Below are the records; give the number of lines in them that include the word "cloned", and nothing more.

──────── WORKING DATA

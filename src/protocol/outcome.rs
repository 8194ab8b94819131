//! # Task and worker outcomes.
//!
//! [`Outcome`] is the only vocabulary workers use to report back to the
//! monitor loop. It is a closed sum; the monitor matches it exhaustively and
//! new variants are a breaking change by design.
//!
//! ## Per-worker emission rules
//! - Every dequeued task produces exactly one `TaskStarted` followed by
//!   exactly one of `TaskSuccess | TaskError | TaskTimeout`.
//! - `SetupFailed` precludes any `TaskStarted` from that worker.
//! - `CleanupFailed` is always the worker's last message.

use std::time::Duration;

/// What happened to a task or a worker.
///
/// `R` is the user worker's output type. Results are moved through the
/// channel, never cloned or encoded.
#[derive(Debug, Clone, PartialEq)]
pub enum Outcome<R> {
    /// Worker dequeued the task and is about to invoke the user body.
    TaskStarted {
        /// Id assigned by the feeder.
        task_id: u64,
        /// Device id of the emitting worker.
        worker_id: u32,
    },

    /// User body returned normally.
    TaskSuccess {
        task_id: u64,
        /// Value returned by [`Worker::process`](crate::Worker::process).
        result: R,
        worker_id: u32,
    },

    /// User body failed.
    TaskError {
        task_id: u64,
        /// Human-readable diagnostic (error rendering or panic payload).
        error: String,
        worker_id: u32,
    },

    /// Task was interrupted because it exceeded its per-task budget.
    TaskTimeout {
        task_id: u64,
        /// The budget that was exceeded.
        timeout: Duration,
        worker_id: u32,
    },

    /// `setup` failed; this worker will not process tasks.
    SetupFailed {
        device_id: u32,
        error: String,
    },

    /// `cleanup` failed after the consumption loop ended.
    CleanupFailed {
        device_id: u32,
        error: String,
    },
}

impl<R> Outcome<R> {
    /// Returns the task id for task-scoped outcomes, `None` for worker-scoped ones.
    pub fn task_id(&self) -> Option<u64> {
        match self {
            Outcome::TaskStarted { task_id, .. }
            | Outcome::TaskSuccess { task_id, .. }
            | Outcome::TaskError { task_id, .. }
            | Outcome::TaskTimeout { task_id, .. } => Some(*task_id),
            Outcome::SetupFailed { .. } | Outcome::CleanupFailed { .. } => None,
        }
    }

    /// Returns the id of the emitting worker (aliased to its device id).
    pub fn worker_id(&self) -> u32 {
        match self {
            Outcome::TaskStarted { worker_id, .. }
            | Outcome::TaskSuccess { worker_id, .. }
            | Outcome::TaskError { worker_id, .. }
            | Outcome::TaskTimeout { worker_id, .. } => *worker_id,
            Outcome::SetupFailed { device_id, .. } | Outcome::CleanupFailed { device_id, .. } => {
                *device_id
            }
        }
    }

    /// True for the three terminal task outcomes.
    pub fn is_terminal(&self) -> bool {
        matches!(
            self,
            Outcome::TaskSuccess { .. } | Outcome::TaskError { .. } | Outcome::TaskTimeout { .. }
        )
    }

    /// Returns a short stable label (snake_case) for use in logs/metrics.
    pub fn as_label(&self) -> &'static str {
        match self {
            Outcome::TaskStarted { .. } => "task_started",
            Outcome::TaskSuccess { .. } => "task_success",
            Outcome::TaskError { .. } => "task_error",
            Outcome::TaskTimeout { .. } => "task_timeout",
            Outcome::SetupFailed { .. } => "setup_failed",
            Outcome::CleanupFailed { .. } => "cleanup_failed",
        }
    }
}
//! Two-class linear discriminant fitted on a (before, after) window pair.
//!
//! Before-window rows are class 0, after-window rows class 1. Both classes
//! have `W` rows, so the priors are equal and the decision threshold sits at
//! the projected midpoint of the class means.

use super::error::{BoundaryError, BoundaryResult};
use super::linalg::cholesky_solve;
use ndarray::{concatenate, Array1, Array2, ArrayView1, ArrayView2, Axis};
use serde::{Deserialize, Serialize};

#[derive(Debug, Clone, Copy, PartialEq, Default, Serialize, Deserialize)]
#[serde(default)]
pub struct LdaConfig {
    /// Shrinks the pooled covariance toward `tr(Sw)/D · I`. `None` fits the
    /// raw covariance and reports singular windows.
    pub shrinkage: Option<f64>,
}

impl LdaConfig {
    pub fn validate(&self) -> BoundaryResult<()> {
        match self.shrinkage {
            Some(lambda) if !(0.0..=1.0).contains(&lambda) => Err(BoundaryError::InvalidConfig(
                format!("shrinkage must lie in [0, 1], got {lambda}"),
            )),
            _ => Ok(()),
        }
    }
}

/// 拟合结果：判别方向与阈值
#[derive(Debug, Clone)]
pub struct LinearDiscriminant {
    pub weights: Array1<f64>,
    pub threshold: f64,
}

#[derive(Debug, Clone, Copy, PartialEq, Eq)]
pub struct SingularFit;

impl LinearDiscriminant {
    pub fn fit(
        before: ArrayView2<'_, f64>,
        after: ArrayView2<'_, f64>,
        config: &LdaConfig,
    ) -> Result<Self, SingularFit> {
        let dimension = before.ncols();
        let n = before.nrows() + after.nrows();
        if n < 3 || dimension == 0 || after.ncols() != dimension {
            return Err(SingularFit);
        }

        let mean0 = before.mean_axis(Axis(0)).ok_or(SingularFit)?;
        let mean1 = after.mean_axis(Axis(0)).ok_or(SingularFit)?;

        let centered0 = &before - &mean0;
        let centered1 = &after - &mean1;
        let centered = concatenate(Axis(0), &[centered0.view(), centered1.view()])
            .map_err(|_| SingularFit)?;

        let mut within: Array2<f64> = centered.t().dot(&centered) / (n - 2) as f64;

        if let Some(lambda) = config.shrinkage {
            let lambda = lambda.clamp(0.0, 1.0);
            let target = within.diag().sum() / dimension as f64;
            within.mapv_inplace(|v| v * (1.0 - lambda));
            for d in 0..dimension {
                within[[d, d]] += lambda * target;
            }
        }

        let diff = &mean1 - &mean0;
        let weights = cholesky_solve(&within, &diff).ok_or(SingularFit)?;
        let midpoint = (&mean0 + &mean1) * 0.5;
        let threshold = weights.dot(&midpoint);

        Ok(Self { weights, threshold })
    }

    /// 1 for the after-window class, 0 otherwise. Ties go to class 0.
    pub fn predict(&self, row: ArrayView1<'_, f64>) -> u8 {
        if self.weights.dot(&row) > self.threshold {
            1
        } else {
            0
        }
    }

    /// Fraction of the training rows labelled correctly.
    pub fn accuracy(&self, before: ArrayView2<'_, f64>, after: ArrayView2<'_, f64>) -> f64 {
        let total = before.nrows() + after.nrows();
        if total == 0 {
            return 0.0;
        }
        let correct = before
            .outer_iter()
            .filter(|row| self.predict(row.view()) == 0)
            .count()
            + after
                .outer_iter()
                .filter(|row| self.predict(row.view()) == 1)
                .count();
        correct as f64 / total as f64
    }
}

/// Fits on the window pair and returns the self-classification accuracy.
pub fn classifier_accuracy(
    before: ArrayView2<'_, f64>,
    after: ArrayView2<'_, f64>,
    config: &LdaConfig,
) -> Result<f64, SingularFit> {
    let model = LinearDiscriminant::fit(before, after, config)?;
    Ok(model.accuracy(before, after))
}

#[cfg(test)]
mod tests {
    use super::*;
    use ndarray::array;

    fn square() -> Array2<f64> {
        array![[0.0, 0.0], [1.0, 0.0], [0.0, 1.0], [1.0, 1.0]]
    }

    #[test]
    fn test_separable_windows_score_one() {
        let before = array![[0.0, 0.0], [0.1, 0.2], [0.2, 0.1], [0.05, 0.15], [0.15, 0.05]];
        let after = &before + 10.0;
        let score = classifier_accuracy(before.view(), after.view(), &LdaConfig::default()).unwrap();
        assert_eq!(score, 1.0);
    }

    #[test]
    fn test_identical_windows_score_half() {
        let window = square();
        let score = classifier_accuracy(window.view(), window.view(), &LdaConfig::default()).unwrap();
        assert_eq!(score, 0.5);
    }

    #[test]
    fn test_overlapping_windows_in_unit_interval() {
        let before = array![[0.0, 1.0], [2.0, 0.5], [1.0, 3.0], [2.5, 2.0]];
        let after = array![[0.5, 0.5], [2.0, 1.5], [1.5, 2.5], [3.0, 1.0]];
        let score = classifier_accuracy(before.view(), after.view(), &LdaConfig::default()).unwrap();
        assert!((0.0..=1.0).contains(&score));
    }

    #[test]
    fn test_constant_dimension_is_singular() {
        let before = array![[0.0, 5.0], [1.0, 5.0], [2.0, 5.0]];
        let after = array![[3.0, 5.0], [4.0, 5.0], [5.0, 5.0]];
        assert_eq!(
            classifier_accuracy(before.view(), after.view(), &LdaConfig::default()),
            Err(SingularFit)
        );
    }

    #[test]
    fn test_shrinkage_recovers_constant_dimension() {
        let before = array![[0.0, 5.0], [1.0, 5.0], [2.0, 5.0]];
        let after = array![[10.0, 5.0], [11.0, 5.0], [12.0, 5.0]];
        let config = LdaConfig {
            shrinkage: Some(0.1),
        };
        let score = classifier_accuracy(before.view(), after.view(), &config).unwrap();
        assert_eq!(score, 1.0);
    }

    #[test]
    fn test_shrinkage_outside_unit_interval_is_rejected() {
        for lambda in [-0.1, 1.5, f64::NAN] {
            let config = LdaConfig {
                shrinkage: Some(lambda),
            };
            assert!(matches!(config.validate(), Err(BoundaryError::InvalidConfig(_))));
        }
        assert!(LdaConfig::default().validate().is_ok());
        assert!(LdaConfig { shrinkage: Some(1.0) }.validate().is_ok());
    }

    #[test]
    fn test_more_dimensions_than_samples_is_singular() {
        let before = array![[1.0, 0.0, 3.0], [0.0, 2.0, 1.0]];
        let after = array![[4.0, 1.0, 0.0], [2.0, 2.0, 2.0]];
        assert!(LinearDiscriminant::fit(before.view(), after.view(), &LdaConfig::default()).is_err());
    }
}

────────────────
──────── WORKING DATA

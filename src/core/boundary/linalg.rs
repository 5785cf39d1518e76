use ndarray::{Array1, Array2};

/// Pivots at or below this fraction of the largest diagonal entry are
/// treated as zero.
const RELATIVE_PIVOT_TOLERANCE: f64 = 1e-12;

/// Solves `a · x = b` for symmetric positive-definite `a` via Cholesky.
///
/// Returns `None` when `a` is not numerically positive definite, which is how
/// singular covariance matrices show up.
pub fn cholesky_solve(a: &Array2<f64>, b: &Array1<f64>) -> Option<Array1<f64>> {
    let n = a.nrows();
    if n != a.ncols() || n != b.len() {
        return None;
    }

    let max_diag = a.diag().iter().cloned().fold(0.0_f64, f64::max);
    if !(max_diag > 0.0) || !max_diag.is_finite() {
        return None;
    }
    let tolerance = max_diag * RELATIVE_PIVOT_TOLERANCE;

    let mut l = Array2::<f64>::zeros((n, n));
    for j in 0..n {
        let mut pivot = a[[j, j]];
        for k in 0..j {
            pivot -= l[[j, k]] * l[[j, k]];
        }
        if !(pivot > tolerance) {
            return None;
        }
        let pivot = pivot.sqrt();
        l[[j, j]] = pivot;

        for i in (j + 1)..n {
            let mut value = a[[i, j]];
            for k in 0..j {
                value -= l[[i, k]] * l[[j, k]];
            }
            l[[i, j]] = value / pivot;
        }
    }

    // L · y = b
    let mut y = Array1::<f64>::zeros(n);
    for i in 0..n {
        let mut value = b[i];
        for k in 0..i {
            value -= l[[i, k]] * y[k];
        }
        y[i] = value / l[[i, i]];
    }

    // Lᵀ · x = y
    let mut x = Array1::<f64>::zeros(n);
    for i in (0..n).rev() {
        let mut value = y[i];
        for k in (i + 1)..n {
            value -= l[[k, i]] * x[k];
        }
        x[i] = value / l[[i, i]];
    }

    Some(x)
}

────────────────

TASK RESPONSE: 2